EPL: No way, Jose

EPL: No way, Jose

Brazil-born Diego Costa had his former countrymen dancing in the streets.

They championed his cause during the World Cup. They partied after his performances in the group stages.

He was terrible. The country he turned his back on revelled in his disappointment. There were tears of delight for a dithering clown.

Costa carried the hopes of his adopted nation Spain, and he buckled beneath the burden. Chelsea must count on him not to repeat the unpopular trick.

He is the best of Jose Mourinho's ramshackle bunch. If Costa's good, then Didier Drogba is the old and Fernando Torres can be downright ugly.

The Chelsea manager believes he has three strikers with the collective qualities to sustain a Premier League title challenge. Mourinho speaks of aces. He might end up with jokers.

Costa comes not with a halo, but a cloud of question marks, after emerging from the World Cup wilderness.

Samuel Eto's' struggles with the EPL's combustible penalty boxes proved that England was no country for old men like Drogba and, unless Torres' pre-season gym equipment includes a DeLorean to take him back to 2006, the Spaniard isn't likely to resuscitate his flat-lining fortunes.

Mourinho's early transfer activity leaves Chelsea within the homegrown player quota, but without a strikeforce to topple Manchester City, or perhaps even Arsenal and Liverpool.

For selling David Luiz to Paris Saint- Germain for supposedly 50 million pounds (S$105 million), Mourinho deserves to win Donald Trump's Celebrity Apprentice.

For offloading Romelu Lukaku to Everton for £28m, the Portuguese coach encourages only incredulity.

Mourinho had the makings of the next Drogba in his dressing room. Lukaku is still only 21, but the burly boy from Belgium became a man in extra time against the United States in the World Cup Round of 16.

Abject against Russia, he was left bruised and battered on the bench, but not broken. Marc Wilmots unleashed the brooding beast and Belgium finally saw the best of Lukaku. And Drogba saw himself a decade ago.

But Mourinho gifted the brilliantly brutish No. 9 to Everton, mumbling a mealy-mouthed justification about needing to balance the books for Uefa's Financial Fair Play and rearrange the passport colours in the dressing room.

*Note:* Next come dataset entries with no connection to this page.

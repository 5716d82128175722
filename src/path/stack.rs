//! Ancestor path tracking
//!
//! The path stack holds the chain of currently open nodes, each tagged with
//! its 1-based position among its siblings. Sibling counting only needs the
//! branch of the most recently closed sibling, so a single counter is enough.

use serde::Serialize;
use std::fmt;

use crate::markup::{write_attributes, Attribute};

/// Payload of a node on the path.
#[derive(Debug, Clone, PartialEq, Eq, Serialize)]
#[serde(rename_all = "snake_case")]
pub enum Node {
    Element {
        tag: String,
        attributes: Vec<Attribute>,
    },
    Text(String),
}

/// A node on the path together with its sibling index.
///
/// The same record is handed to callers as a capture.
#[derive(Debug, Clone, PartialEq, Eq, Serialize)]
pub struct PathElement {
    pub branch: usize,
    pub node: Node,
}

impl PathElement {
    pub fn is_text(&self) -> bool {
        matches!(self.node, Node::Text(_))
    }

    /// Element tag name, `None` for text nodes
    pub fn tag(&self) -> Option<&str> {
        match &self.node {
            Node::Element { tag, .. } => Some(tag),
            Node::Text(_) => None,
        }
    }

    /// Text content, `None` for elements
    pub fn text(&self) -> Option<&str> {
        match &self.node {
            Node::Element { .. } => None,
            Node::Text(content) => Some(content),
        }
    }

    /// Text content for text nodes, tag name for elements
    pub fn data(&self) -> &str {
        match &self.node {
            Node::Element { tag, .. } => tag,
            Node::Text(content) => content,
        }
    }

    pub fn attributes(&self) -> &[Attribute] {
        match &self.node {
            Node::Element { attributes, .. } => attributes,
            Node::Text(_) => &[],
        }
    }

    /// First value of attribute `key`
    pub fn attribute(&self, key: &str) -> Option<&str> {
        self.attributes()
            .iter()
            .find(|attr| attr.key == key)
            .map(|attr| attr.value.as_str())
    }
}

impl fmt::Display for PathElement {
    fn fmt(&self, f: &mut fmt::Formatter<'_>) -> fmt::Result {
        match &self.node {
            Node::Element { tag, attributes } => {
                write!(f, "<{}", tag)?;
                write_attributes(f, attributes)?;
                f.write_str(">")
            }
            Node::Text(content) => f.write_str(content),
        }
    }
}

/// Stack of open ancestors plus the running sibling counter.
#[derive(Debug, Default)]
pub struct PathStack {
    elements: Vec<PathElement>,
    /// Branch of the last node retired at the current depth
    last_branch: usize,
}

impl PathStack {
    pub fn new() -> Self {
        Self::default()
    }

    /// Push `node` as the next sibling at the current depth. Its own children
    /// will start counting from 1.
    pub fn push(&mut self, node: Node) -> &PathElement {
        let branch = self.last_branch + 1;
        self.last_branch = 0;
        self.elements.push(PathElement { branch, node });
        &self.elements[self.elements.len() - 1]
    }

    /// Retire the innermost node, remembering its branch for the next sibling.
    /// Returns `None` if the stack is empty.
    pub fn pop(&mut self) -> Option<PathElement> {
        let element = self.elements.pop()?;
        self.last_branch = element.branch;
        Some(element)
    }

    pub fn elements(&self) -> &[PathElement] {
        &self.elements
    }

    pub fn depth(&self) -> usize {
        self.elements.len()
    }

    pub fn is_empty(&self) -> bool {
        self.elements.is_empty()
    }
}
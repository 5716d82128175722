//! Typed field mapping
//!
//! Turns the raw captures of a pass into typed values, one per declared field.

use serde::{Deserialize, Serialize};

use crate::path::{CaptureEntry, CaptureStore, ParseError, PathParser, Pattern};

/// Shape of a resolved field
#[derive(Debug, Clone, Copy, Default, PartialEq, Eq, Serialize, Deserialize)]
#[serde(rename_all = "snake_case")]
pub enum FieldKind {
    /// Last captured value
    #[default]
    Text,
    /// Last captured value as a base-10 integer
    Integer,
    /// Every captured value in document order
    List,
}

/// Resolved value of a field
#[derive(Debug, Clone, PartialEq, Eq, Serialize)]
#[serde(untagged)]
pub enum FieldValue {
    Text(String),
    Integer(i64),
    List(Vec<String>),
}

/// Per-value transformation applied after reading the capture
#[derive(Debug, Clone, Copy, PartialEq, Eq, Serialize, Deserialize)]
#[serde(rename_all = "snake_case")]
pub enum Transform {
    Trim,
    Lowercase,
    Uppercase,
    /// Product identifier following `/dp/`, `/detail/` or `/product/` in a URL
    ProductId,
}

impl Transform {
    /// Apply to one value; `None` drops the value
    pub fn apply(self, value: &str) -> Option<String> {
        match self {
            Transform::Trim => Some(value.trim().to_string()),
            Transform::Lowercase => Some(value.to_lowercase()),
            Transform::Uppercase => Some(value.to_uppercase()),
            Transform::ProductId => product_id(value).map(String::from),
        }
    }
}

const PRODUCT_ID_MARKERS: &[&str] = &["dp", "detail", "product"];
const PRODUCT_ID_LEN: usize = 10;

/// Find the product identifier in a product URL or path.
///
/// Identifiers are 10 ASCII alphanumerics and directly follow one of the
/// marker segments, e.g. `/gp/video/detail/B08KP1ABCD/ref=xyz`.
pub fn product_id(url: &str) -> Option<&str> {
    let path = url.split(&['?', '#'][..]).next().unwrap_or(url);
    let mut segments = path.split('/');
    while let Some(segment) = segments.next() {
        if !PRODUCT_ID_MARKERS.contains(&segment) {
            continue;
        }
        if let Some(candidate) = segments.clone().next() {
            if candidate.len() == PRODUCT_ID_LEN && candidate.bytes().all(|b| b.is_ascii_alphanumeric()) {
                return Some(candidate);
            }
        }
    }
    None
}

/// Declaration of a single field
#[derive(Debug, Clone, PartialEq, Eq, Serialize, Deserialize)]
pub struct FieldSpec {
    pub name: String,
    pub pattern: Pattern,
    #[serde(default)]
    pub kind: FieldKind,
    /// Read this attribute instead of the node's data
    #[serde(default, skip_serializing_if = "Option::is_none")]
    pub attribute: Option<String>,
    #[serde(default, skip_serializing_if = "Option::is_none")]
    pub transform: Option<Transform>,
}

impl FieldSpec {
    pub fn new(name: impl Into<String>, kind: FieldKind, pattern: impl Into<Pattern>) -> Self {
        Self {
            name: name.into(),
            pattern: pattern.into(),
            kind,
            attribute: None,
            transform: None,
        }
    }

    pub fn attribute(mut self, key: impl Into<String>) -> Self {
        self.attribute = Some(key.into());
        self
    }

    pub fn transform(mut self, transform: Transform) -> Self {
        self.transform = Some(transform);
        self
    }

    /// Read and transform the value of one capture
    fn value_of(&self, entry: &CaptureEntry) -> Option<String> {
        let raw = match &self.attribute {
            Some(key) => entry.attribute(key)?,
            None => entry.data(),
        };
        match self.transform {
            Some(transform) => transform.apply(raw),
            None => Some(raw.to_string()),
        }
    }

    /// Resolve this field's captures into a typed value
    pub fn resolve(&self, entries: &[CaptureEntry]) -> FieldValue {
        match self.kind {
            FieldKind::Text => FieldValue::Text(
                entries
                    .iter()
                    .rev()
                    .find_map(|entry| self.value_of(entry))
                    .unwrap_or_default(),
            ),
            FieldKind::Integer => FieldValue::Integer(
                entries
                    .iter()
                    .rev()
                    .find_map(|entry| self.value_of(entry))
                    .and_then(|value| value.trim().parse().ok())
                    .unwrap_or(0),
            ),
            FieldKind::List => FieldValue::List(
                entries
                    .iter()
                    .filter_map(|entry| self.value_of(entry))
                    .collect(),
            ),
        }
    }
}

/// A set of field declarations, usually loaded from JSON
#[derive(Debug, Clone, Default, PartialEq, Eq, Serialize, Deserialize)]
pub struct ExtractionRequest {
    pub fields: Vec<FieldSpec>,
}

impl ExtractionRequest {
    pub fn new(fields: Vec<FieldSpec>) -> Self {
        Self { fields }
    }

    /// Parser with one registration per field, in declaration order
    pub fn parser(&self) -> PathParser {
        let mut parser = PathParser::new();
        for field in &self.fields {
            parser.capture(field.name.as_str(), field.pattern.clone());
        }
        parser
    }

    /// Map a finished pass onto the declared fields
    pub fn resolve(&self, store: &CaptureStore) -> ExtractedFields {
        ExtractedFields {
            values: self
                .fields
                .iter()
                .map(|field| (field.name.clone(), field.resolve(store.entries(&field.name))))
                .collect(),
        }
    }

    /// Build a parser, run it over `html` and resolve the result
    pub fn extract(&self, html: &str) -> Result<ExtractedFields, ParseError> {
        let store = self.parser().parse_html(html)?;
        Ok(self.resolve(&store))
    }
}

/// Resolved fields in declaration order
#[derive(Debug, Clone, Default, PartialEq, Eq)]
pub struct ExtractedFields {
    values: Vec<(String, FieldValue)>,
}

impl ExtractedFields {
    pub fn get(&self, name: &str) -> Option<&FieldValue> {
        self.values
            .iter()
            .find(|(field, _)| field == name)
            .map(|(_, value)| value)
    }

    pub fn text(&self, name: &str) -> Option<&str> {
        match self.get(name)? {
            FieldValue::Text(text) => Some(text),
            _ => None,
        }
    }

    pub fn integer(&self, name: &str) -> Option<i64> {
        match self.get(name)? {
            FieldValue::Integer(value) => Some(*value),
            _ => None,
        }
    }

    pub fn list(&self, name: &str) -> Option<&[String]> {
        match self.get(name)? {
            FieldValue::List(values) => Some(values),
            _ => None,
        }
    }

    pub fn iter(&self) -> impl Iterator<Item = (&str, &FieldValue)> {
        self.values.iter().map(|(name, value)| (name.as_str(), value))
    }
}

impl Serialize for ExtractedFields {
    fn serialize<S: serde::Serializer>(&self, serializer: S) -> Result<S::Ok, S::Error> {
        use serde::ser::SerializeMap;

        let mut map = serializer.serialize_map(Some(self.values.len()))?;
        for (name, value) in &self.values {
            map.serialize_entry(name, value)?;
        }
        map.end()
    }
}

#[cfg(test)]
mod tests {
    use super::*;
    use crate::path::PatternElement;

    const HTML: &str = r#"
    <div class="product">
        <h2>Old name</h2>
        <h2> New name </h2>
        <span class="year">2013</span>
        <span class="year">soon</span>
        <ul>
            <li><a href="/gp/video/detail/B00K19SD8Q/ref=atv_1">One</a></li>
            <li><a href="/dp/B08MZ3B1KC?tag=x">Two</a></li>
            <li><a href="/help">Help</a></li>
        </ul>
    </div>
    "#;

    #[test]
    fn test_product_id() {
        assert_eq!(product_id("/gp/video/detail/B08KP1ABCD/ref=atv_dp"), Some("B08KP1ABCD"));
        assert_eq!(product_id("https://www.amazon.de/dp/B08MZ3B1KC?ref=x"), Some("B08MZ3B1KC"));
        assert_eq!(product_id("https://www.amazon.de/gp/product/B00K19SD8Q"), Some("B00K19SD8Q"));
        assert_eq!(product_id("/gp/video/detail/short/ref"), None);
        assert_eq!(product_id("/gp/help/customer"), None);
        assert_eq!(product_id(""), None);
    }

    #[test]
    fn test_transforms() {
        assert_eq!(Transform::Trim.apply("  a b "), Some("a b".to_string()));
        assert_eq!(Transform::Lowercase.apply("ABC"), Some("abc".to_string()));
        assert_eq!(Transform::Uppercase.apply("abc"), Some("ABC".to_string()));
        assert_eq!(Transform::ProductId.apply("/nothing/here"), None);
    }

    #[test]
    fn test_case_transforms_from_request() {
        let json = r#"{"fields": [
            {"name": "upper", "transform": "uppercase", "pattern": [{"tag": "h2", "branch": 1}, {"tag": "text"}]},
            {"name": "lower", "transform": "lowercase", "pattern": [{"tag": "h2", "branch": 1}, {"tag": "text"}]}
        ]}"#;
        let request: ExtractionRequest = serde_json::from_str(json).unwrap();
        let fields = request.extract(HTML).unwrap();
        assert_eq!(fields.text("upper"), Some("OLD NAME"));
        assert_eq!(fields.text("lower"), Some("old name"));
    }

    #[test]
    fn test_resolve_kinds() {
        let request = ExtractionRequest::new(vec![
            FieldSpec::new(
                "name",
                FieldKind::Text,
                vec![PatternElement::tag("h2"), PatternElement::text()],
            )
            .transform(Transform::Trim),
            FieldSpec::new(
                "first_year",
                FieldKind::Integer,
                vec![PatternElement::tag("span").branch(3), PatternElement::text()],
            ),
            FieldSpec::new(
                "last_year",
                FieldKind::Integer,
                vec![PatternElement::tag("span").attr("class", "year"), PatternElement::text()],
            ),
            FieldSpec::new("ids", FieldKind::List, vec![PatternElement::tag("li"), PatternElement::tag("a")])
                .attribute("href")
                .transform(Transform::ProductId),
            FieldSpec::new("missing", FieldKind::List, vec![PatternElement::tag("table")]),
        ]);

        let fields = request.extract(HTML).unwrap();
        assert_eq!(fields.text("name"), Some("New name"));
        assert_eq!(fields.integer("first_year"), Some(2013));
        // "soon" is the last capture and does not parse
        assert_eq!(fields.integer("last_year"), Some(0));
        assert_eq!(
            fields.list("ids"),
            Some(&["B00K19SD8Q".to_string(), "B08MZ3B1KC".to_string()][..])
        );
        assert_eq!(fields.list("missing"), Some(&[][..]));
        assert_eq!(fields.text("ids"), None);
    }

    #[test]
    fn test_deserialize_request_and_serialize_result() {
        let json = r#"{
            "fields": [
                {"name": "name", "pattern": [{"tag": "h2", "branch": 2}, {"tag": "text"}], "transform": "trim"},
                {"name": "links", "kind": "list", "attribute": "href",
                 "pattern": [{"tag": "ul"}, {"tag": "li"}, {"tag": "a"}]}
            ]
        }"#;
        let request: ExtractionRequest = serde_json::from_str(json).unwrap();
        assert_eq!(request.fields[0].kind, FieldKind::Text);
        assert_eq!(request.fields[1].attribute.as_deref(), Some("href"));

        let fields = request.extract(HTML).unwrap();
        let output = serde_json::to_string(&fields).unwrap();
        assert_eq!(
            output,
            r#"{"name":"New name","links":["/gp/video/detail/B00K19SD8Q/ref=atv_1","/dp/B08MZ3B1KC?tag=x","/help"]}"#
        );
    }
}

If that was the overriding concern, then European clubs peering across the English Channel through rose-tinted glasses still saw a Torres of yesteryear, and were willing to take a punt on the sputtering Spaniard.

But Mourinho retained the weary thoroughbred and sold an occasionally wayward, but always explosive colt to a rival stable.

Instead, he trotted through the gates of the Cobham Training Ground on the back of a cherished, much-loved old favourite, destined for the knacker's yard.

In a sense, Drogba has already been put out to stud.

At 36, he will be primarily tasked with nurturing young foals and, possibly, coming on in the last 15 minutes to bring some wily experience to proceedings, which sounds suspiciously like a tactic from the coaching-cliche manual.

It's not a textbook that Mourinho has typically borrowed from in the past.

Quite understandably, the Chelsea manager has long appeared obsessed with his former Ivorian lieutenant. Drogba defines not only a Mourinho striker, but also an unswerving, unbreakable cog within the manager's intractable template.

Uncompromising

Mourinho could - and did - fashion his sides in the image of his beloved centre forward; uncompromising, industrious, tireless and decisive.

When Drogba's unstoppable force combined with Mourinho's immovable object, they made an unbeatable pair. The Ivorian scored 157 goals at Chelsea and won the Champions League with his last kick for the club in 2012.

The Portuguese tried to replicate their relationship with different clubs and players ever since, with varying success. Now he's found his new Drogba, by bringing back the old one.

But he may struggle to retrofit a classic Rolls Royce to take on younger speedsters. So that just leaves Costa.

At Atletico Madrid, there was more than a passing similarity to Drogba. A burly, busy presence, Costa muscled the Spaniards to the La Liga title and a Champions League final. But, when he led his country, he laboured. His statistics were horrific.

In Spain's first two group games, he managed not a single shot on target - only five in total - and touched the ball 10 times in the box.

He was put out of his misery in the final group game against Australia by being dropped.

Even now, when Brazilians fancy a moment's respite from their World Cup misery, they think about Costa. And they laugh.

Costa is comic relief in Brazil. He is Chelsea's only realistic hope in the penalty box.

And if he doesn't deliver at Stamford Bridge this season, his Portuguese manager will become the punchline.